Quelle: Labor von Jeff Salacup – University of Massachusetts Amherst

Das Produkt ein Bio solvent-Extraktion, eine totale Lipid-Extrakt (TLE), ist oft eine komplexe Mischung von Hunderten, wenn nicht Tausende von verschiedenen Verbindungen. Der Forscher ist oft nur eine Handvoll Verbindungen interessiert oder bei Interesse an vielen, müssen möglicherweise unerwünschte Bestandteile zu entfernen, die “im Weg” sind oder Co eluierenden. Beispielsweise werden die Konzentrationen der einzelnen Substanzen in einer Probe oft auf einen Gaschromatographen, gekoppelt an eine Flamme ionisierende Detektor (GC-FID) bestimmt, da die Beziehung zwischen FID Reaktion (in pA) und die Menge der Verbindung in einer Probe (z.B. ng/µL) sowohl lineare als auch empfindlich ist. Der GC-Teil des Instruments trennt verschiedene Verbindungen in einer Probe, basierend auf ihren Siedepunkt, chemische Struktur und Affinität zu einer festen Phase, die je nach Anwendung ändern können. Das Ergebnis ist ein Chromatogramm (Abb.Ure 1) zeigt die Trennung der verschiedenen chemischen Bestandteile in Zeit als auch die relative Konzentration (berechnet als die Fläche unter der Kurve). Aber elutes manchmal mehr als eine Verbindung aus dem GC zu einem Zeitpunkt (Abb.Ure 1). Probereinigung ist in diesem Fall erforderlich, bevor Verbindungen sicher quantifiziert werden können.

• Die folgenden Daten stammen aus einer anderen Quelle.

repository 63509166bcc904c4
//! Core of the country explorer's data view.
//!
//! The crate owns everything between the public REST Countries API and a
//! rendering layer:
//!
//! - [`model`] — typed country records as delivered by REST Countries v3.1,
//! - [`client`] — the async fetch client ([`RestCountriesClient`]),
//! - [`filter`] — client-side continent/region filtering and the derived
//!   filter option sets,
//! - [`explorer`] — the fetch/display state machine ([`Explorer`]): loading
//!   flag, notices with suppression, manual-search validation, and
//!   request-token sequencing for overlapping fetches,
//! - [`chat`] — the session chat transcript and the relay client the chat
//!   widget talks through.
//!
//! Rendering, styling, and layout live elsewhere; this crate only produces
//! the state a renderer reads.

pub mod chat;
pub mod client;
pub mod error;
pub mod explorer;
pub mod filter;
pub mod model;

pub use chat::{ChatSession, ChatTurn, RelayClient, Sender, Transcript};
pub use client::RestCountriesClient;
pub use error::{CountryDataError, Result};
pub use explorer::{Completion, CountrySource, Explorer, FetchPlan, Notice, Phase, Ticket};
pub use filter::FilterState;
pub use model::CountryRecord;
use axum::{
    Json,
    http::StatusCode,
    response::{IntoResponse, Response},
};
use gen_ai_service::GenAiError;
use serde::Serialize;
use thiserror::Error;

/// Public application error type.
#[derive(Debug, Error)]
pub enum AppError {
    // --- Boot / config ---
    #[error(transparent)]
    Config(#[from] GenAiError),

    // --- IO / network / server ---
    #[error("failed to bind listener")]
    Bind(#[source] std::io::Error),

    #[error("server error")]
    Server(#[source] std::io::Error),

    // --- Request handling ---
    /// The provider call failed. The cause is logged where it happened;
    /// callers only ever see this one generic message.
    #[error("generative provider request failed")]
    Upstream,
}

impl AppError {
    fn status_code(&self) -> StatusCode {
        match self {
            // startup-only
            AppError::Config(_) | AppError::Bind(_) | AppError::Server(_) => {
                StatusCode::INTERNAL_SERVER_ERROR
            }
            AppError::Upstream => StatusCode::BAD_GATEWAY,
        }
    }
}

/// Wire shape of every error response: `{"error": "…"}`.
#[derive(Serialize)]
struct ErrorBody {
    error: String,
}

impl IntoResponse for AppError {
    fn into_response(self) -> Response {
        let status = self.status_code();
        let body = ErrorBody {
            error: self.to_string(),
        };
        (status, Json(body)).into_response()
    }
}

/// Handy result alias used across handlers.
pub type AppResult<T> = Result<T, AppError>;
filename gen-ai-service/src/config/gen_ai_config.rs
/// Configuration for a Gemini model invocation.
///
/// # Fields
///
/// - `model`: the model identifier (e.g. `"gemini-1.5-pro-latest"`).
/// - `endpoint`: API base URL (normally the public Gemini endpoint; tests
///   point it at a local stub).
/// - `api_key`: provider credential. Always sourced from the environment,
///   never embedded in code.
/// - `timeout_secs`: optional request timeout in seconds.
#[derive(Debug, Clone)]
pub struct GenAiConfig {
    /// Model identifier string.
    pub model: String,

    /// Inference endpoint base URL.
    pub endpoint: String,

    /// Provider API key.
    pub api_key: String,

    /// Optional request timeout (in seconds).
    pub timeout_secs: Option<u64>,
}
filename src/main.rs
use std::error::Error;

use gen_ai_service::telemetry;
use tracing::Level;
use tracing_subscriber::{Layer, filter, fmt, layer::SubscriberExt, util::SubscriberInitExt};

#[tokio::main]
async fn main() -> Result<(), Box<dyn Error>> {
    // Load environment variables from .env if present; a missing file is
    // fine where the environment is injected from outside.
    let _ = dotenvy::dotenv();

    // Provider-client events go through the library's own compact layer;
    // everything else through the default one. The filters keep the two
    // disjoint so no event renders twice.
    tracing_subscriber::registry()
        .with(telemetry::env_filter_with_level("info,api=info", Level::DEBUG))
        .with(telemetry::layer())
        .with(fmt::layer().with_filter(filter::filter_fn(|meta| {
            !meta.target().starts_with(telemetry::TARGET_PREFIX)
        })))
        .try_init()?;

    api::start().await?;

    Ok(())
}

Abbildung 1. Ein Chromatogramm zeigt die Trennung der verschiedenen chemischen Bestandteile über Zeit und ihre relative Konzentration (Fläche unter der Kurve). Co Medikamentenfreisetzende und getrennte Peaks werden angezeigt.

Principles

FAMEs (Fettsäure-Methylester) sind wichtige Bestandteile der terrestrischen und marinen Mikroben und sind häufig benutzt, in Verbindung mit genetische Techniken, mikrobielle Vielfalt der Ökosysteme in Antike und moderne Systeme beschreiben. Das Vorhandensein von FAMEs in einer Probe ist jedoch nicht immer hilfreich. Aufgrund ihrer ähnlichen Größe und Chemie eluieren Co FAMEs genannt Alkenonatescommonly mit langkettige Alkyl-Ketonen, genannt Alkenone (Abbildung 2). Die Verteilung der Alkenone in einer Probe bezieht sich Informationen zur Temperatur der Meeresoberfläche auf Zeit und/oder den Ort, dass die Probe entnommen wurde, und deren genaue und präzise Charakterisierung ist wichtig.

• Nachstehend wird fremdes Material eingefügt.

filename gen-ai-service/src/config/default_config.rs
//! Default Gemini config loaded strictly from environment variables.
//!
//! # Environment variables
//!
//! - `GEMINI_API_KEY`      = provider credential (mandatory)
//! - `GEMINI_MODEL`        = model identifier (default `gemini-1.5-pro-latest`)
//! - `GEMINI_URL`          = API base URL (default public Gemini endpoint)
//! - `GEMINI_TIMEOUT_SECS` = optional request timeout (u64 seconds)

use crate::{
    config::gen_ai_config::GenAiConfig,
    error_handler::{GenAiError, env_opt_u64, must_env, validate_http_endpoint},
};

/// Public Gemini API base used when `GEMINI_URL` is unset.
pub const DEFAULT_ENDPOINT: &str = "https://generativelanguage.googleapis.com";

/// Model used when `GEMINI_MODEL` is unset.
pub const DEFAULT_MODEL: &str = "gemini-1.5-pro-latest";

impl GenAiConfig {
    /// Builds a config from the environment.
    ///
    /// # Errors
    ///
    /// - [`ConfigError::MissingVar`](crate::error_handler::ConfigError::MissingVar)
    ///   if `GEMINI_API_KEY` is absent or empty
    /// - [`ConfigError::InvalidFormat`](crate::error_handler::ConfigError::InvalidFormat)
    ///   if `GEMINI_URL` is set but not http(s)
    /// - [`ConfigError::InvalidNumber`](crate::error_handler::ConfigError::InvalidNumber)
    ///   if `GEMINI_TIMEOUT_SECS` is set but not a valid `u64`
    pub fn from_env() -> Result<Self, GenAiError> {
        let api_key = must_env("GEMINI_API_KEY")?;

        let model = std::env::var("GEMINI_MODEL")
            .ok()
            .filter(|s| !s.trim().is_empty())
            .unwrap_or_else(|| DEFAULT_MODEL.to_string());

        let endpoint = std::env::var("GEMINI_URL")
            .ok()
            .filter(|s| !s.trim().is_empty())
            .unwrap_or_else(|| DEFAULT_ENDPOINT.to_string());
        validate_http_endpoint("GEMINI_URL", &endpoint)?;

        let timeout_secs = env_opt_u64("GEMINI_TIMEOUT_SECS")?;

        Ok(GenAiConfig {
            model,
            endpoint,
            api_key,
            timeout_secs,
        })
    }
}
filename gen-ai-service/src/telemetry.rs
//! Optional library-scoped log formatting for embedding binaries.

use std::io::{self, IsTerminal};
use std::str::FromStr;

use tracing::Level;
use tracing_subscriber::fmt::format::Writer;
use tracing_subscriber::fmt::time::FormatTime;
use tracing_subscriber::registry::LookupSpan;
use tracing_subscriber::{EnvFilter, Layer, filter, fmt};

/// Crate target prefix used to scope filtering to this library.
pub const TARGET_PREFIX: &str = "gen_ai_service";

/// Compact RFC3339 UTC timer (`2025-09-12T10:20:30Z`, no fractional seconds).
#[derive(Clone, Debug, Default)]
struct Rfc3339Utc;

impl FormatTime for Rfc3339Utc {
    fn format_time(&self, w: &mut Writer<'_>) -> std::fmt::Result {
        w.write_str(
            &chrono::Utc::now().to_rfc3339_opts(chrono::SecondsFormat::Secs, true),
        )
    }
}

/// Formatting layer that renders only events emitted by this crate.
///
/// Single-line compact output with source location and span-close events,
/// colored only when stdout is a terminal. Logs from other crates pass
/// through untouched; the embedding binary composes this with its own
/// subscriber.
pub fn layer<S>() -> impl Layer<S> + Send + Sync
where
    S: tracing::Subscriber + for<'a> LookupSpan<'a>,
{
    fmt::layer()
        .with_timer(Rfc3339Utc)
        .with_target(true)
        .with_file(true)
        .with_line_number(true)
        .with_ansi(io::stdout().is_terminal())
        .with_span_events(fmt::format::FmtSpan::CLOSE)
        .event_format(fmt::format().compact().with_source_location(true))
        .with_filter(filter::filter_fn(|meta| {
            meta.target().starts_with(TARGET_PREFIX)
        }))
}

/// EnvFilter from the environment (or `default`), raised to `level` for this
/// library only, e.g. `info` globally but `gen_ai_service=debug`.
pub fn env_filter_with_level(default: &str, level: Level) -> EnvFilter {
    let directive = format!("{TARGET_PREFIX}={}", level.as_str().to_lowercase());
    EnvFilter::try_from_default_env()
        .unwrap_or_else(|_| EnvFilter::new(default))
        .add_directive(
            tracing_subscriber::filter::Directive::from_str(&directive)
                .expect("valid level directive"),
        )
}
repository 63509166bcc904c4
//! Session chat transcript and the relay client behind the chat widget.
//!
//! The transcript is append-only and session-scoped: nothing is persisted,
//! and turns past a fixed cap are evicted from the front so a long session
//! cannot grow without bound. Prompts go to the relay one at a time with no
//! prior turns attached; the transcript exists purely for display.

use std::{collections::VecDeque, time::Duration};

use serde::{Deserialize, Serialize};
use tracing::{debug, warn};

use crate::error::{CountryDataError, Result};

/// Reply appended when the relay call fails, whatever the cause.
pub const FALLBACK_REPLY: &str = "Sorry, I couldn't get a response.";

/// Upper bound on kept turns; the oldest are evicted beyond it.
pub const MAX_TURNS: usize = 200;

/// Who produced a turn.
#[derive(Debug, Clone, Copy, PartialEq, Eq)]
pub enum Sender {
    User,
    Bot,
}

/// One transcript entry. Never mutated once appended.
#[derive(Debug, Clone, PartialEq, Eq)]
pub struct ChatTurn {
    pub sender: Sender,
    pub text: String,
}

/// Bounded, append-only sequence of chat turns.
#[derive(Debug, Default)]
pub struct Transcript {
    turns: VecDeque<ChatTurn>,
}

impl Transcript {
    pub fn new() -> Self {
        Self::default()
    }

    /// Turns in order, oldest first.
    pub fn turns(&self) -> impl Iterator<Item = &ChatTurn> {
        self.turns.iter()
    }

    pub fn len(&self) -> usize {
        self.turns.len()
    }

    pub fn is_empty(&self) -> bool {
        self.turns.is_empty()
    }

    pub fn push_user(&mut self, text: impl Into<String>) {
        self.push(Sender::User, text.into());
    }

    pub fn push_bot(&mut self, text: impl Into<String>) {
        self.push(Sender::Bot, text.into());
    }

    fn push(&mut self, sender: Sender, text: String) {
        self.turns.push_back(ChatTurn { sender, text });
        while self.turns.len() > MAX_TURNS {
            self.turns.pop_front();
        }
    }
}

/// Client for the chat relay endpoint (`POST {base}/chat`).
#[derive(Debug, Clone)]
pub struct RelayClient {
    client: reqwest::Client,
    url_chat: String,
}

#[derive(Debug, Serialize)]
struct ChatRequest<'a> {
    prompt: &'a str,
}

#[derive(Debug, Deserialize)]
struct ChatReply {
    response: String,
}

impl RelayClient {
    /// Creates a client for the relay at `base_url`.
    ///
    /// # Errors
    /// - [`CountryDataError::InvalidEndpoint`] if `base_url` is empty or
    ///   not http(s)
    /// - [`CountryDataError::Transport`] if the HTTP client cannot be built
    pub fn new(base_url: &str, timeout_secs: Option<u64>) -> Result<Self> {
        let base = base_url.trim();
        if base.is_empty() || !(base.starts_with("http://") || base.starts_with("https://")) {
            return Err(CountryDataError::InvalidEndpoint(base_url.to_string()));
        }

        let timeout = timeout_secs
            .map(Duration::from_secs)
            .unwrap_or_else(|| Duration::from_secs(60));

        let client = reqwest::Client::builder().timeout(timeout).build()?;

        Ok(Self {
            client,
            url_chat: format!("{}/chat", base.trim_end_matches('/')),
        })
    }

    /// Sends one prompt and returns the relay's reply text.
    ///
    /// # Errors
    /// - [`CountryDataError::HttpStatus`] for non-2xx responses (the relay
    ///   answers provider failures with an error status)
    /// - [`CountryDataError::Transport`] for client errors
    /// - [`CountryDataError::Decode`] if the body isn't `{"response": …}`
    pub async fn ask(&self, prompt: &str) -> Result<String> {
        debug!("POST {}", self.url_chat);
        let resp = self
            .client
            .post(&self.url_chat)
            .json(&ChatRequest { prompt })
            .send()
            .await?;

        let status = resp.status();
        if !status.is_success() {
            let text = resp.text().await.unwrap_or_default();
            let snippet = text.chars().take(240).collect::<String>();
            return Err(CountryDataError::HttpStatus {
                status,
                url: self.url_chat.clone(),
                snippet,
            });
        }

        let reply: ChatReply = resp
            .json()
            .await
            .map_err(|e| CountryDataError::Decode(format!("serde error: {e}")))?;

        Ok(reply.response)
    }
}

/// Chat widget state: the transcript plus the sending flow.
#[derive(Debug, Default)]
pub struct ChatSession {
    transcript: Transcript,
}

impl ChatSession {
    pub fn new() -> Self {
        Self::default()
    }

    pub fn transcript(&self) -> &Transcript {
        &self.transcript
    }

    /// Sends one user message through the relay.
    ///
    /// Blank input is ignored entirely (no turn appended, no call made,
    /// returns `false`). Otherwise the user turn is appended first; a relay
    /// failure is logged and answered with [`FALLBACK_REPLY`] so the
    /// transcript always gains a bot turn per sent message.
    pub async fn send(&mut self, input: &str, relay: &RelayClient) -> bool {
        if input.trim().is_empty() {
            return false;
        }

        self.transcript.push_user(input);

        match relay.ask(input).await {
            Ok(reply) => self.transcript.push_bot(reply),
            Err(err) => {
                warn!("relay call failed: {err}");
                self.transcript.push_bot(FALLBACK_REPLY);
            }
        }

        true
    }
}
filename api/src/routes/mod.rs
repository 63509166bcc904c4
pub mod chat;
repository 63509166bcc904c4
pub mod chat_request;
pub mod chat_route;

Verseifung ist eine häufige Reinigung Technik, FAMEs in Fettsäuren, so verändern ihre chemischen Eigenschaften genug zu entfernen aus Co Elution mit Alkenone (Abbildung 3) umgewandelt. Saponificationis eine Form der Hydrolyse. In Hydrolyse wird Wasser verwendet, um Moleküle gespalten. Verseifung ist eine Hydrolyse, die in der Gegenwart eine Basis, wie z. B. Kalilauge (KOH) beschleunigt wird. KOH löst sich in K⁺ und OH^–im Wasser. Die Hydroxid-Anion (OH^–, negativ geladene Ionen) verleiht dem leicht, positiv geladenen tertiären Kohlenstoffatom das Herzstück des Ruhmes (Abbildung 3, oben). Aber diese chemischen Konfiguration ist instabil, (Kohlenstoff hat zu viele andere Atome verbunden) und die Dehydrierung (ROH^–) ist ausgeschlossen. Aber die H Basis konjugiert Vertreibung bildet schnell bewegt sich die Dehydrierung Alkohol Methanol und Fettsäure-Kaliumsalz (Abbildung 3, Mitte) zu bilden. An dieser Stelle wurde die beanstandete FAME (Alkenoate), eine Chemikalie umgewandelt, die nicht mehr mit ihm zusammen elutes. Allerdings will man auch FAME Chemie analysieren, können sie zurückgefordert werden durch die Zugabe von Säure (HCl) zur Lösung, bis pH ~ 2 erreicht. Bei diesem pH-Wert ist das Kaliumsalz der Fettsäure aufgeteilt, um eine Carbonsäure und ionische Salz (KCl; bilden Abbildung 3, unten).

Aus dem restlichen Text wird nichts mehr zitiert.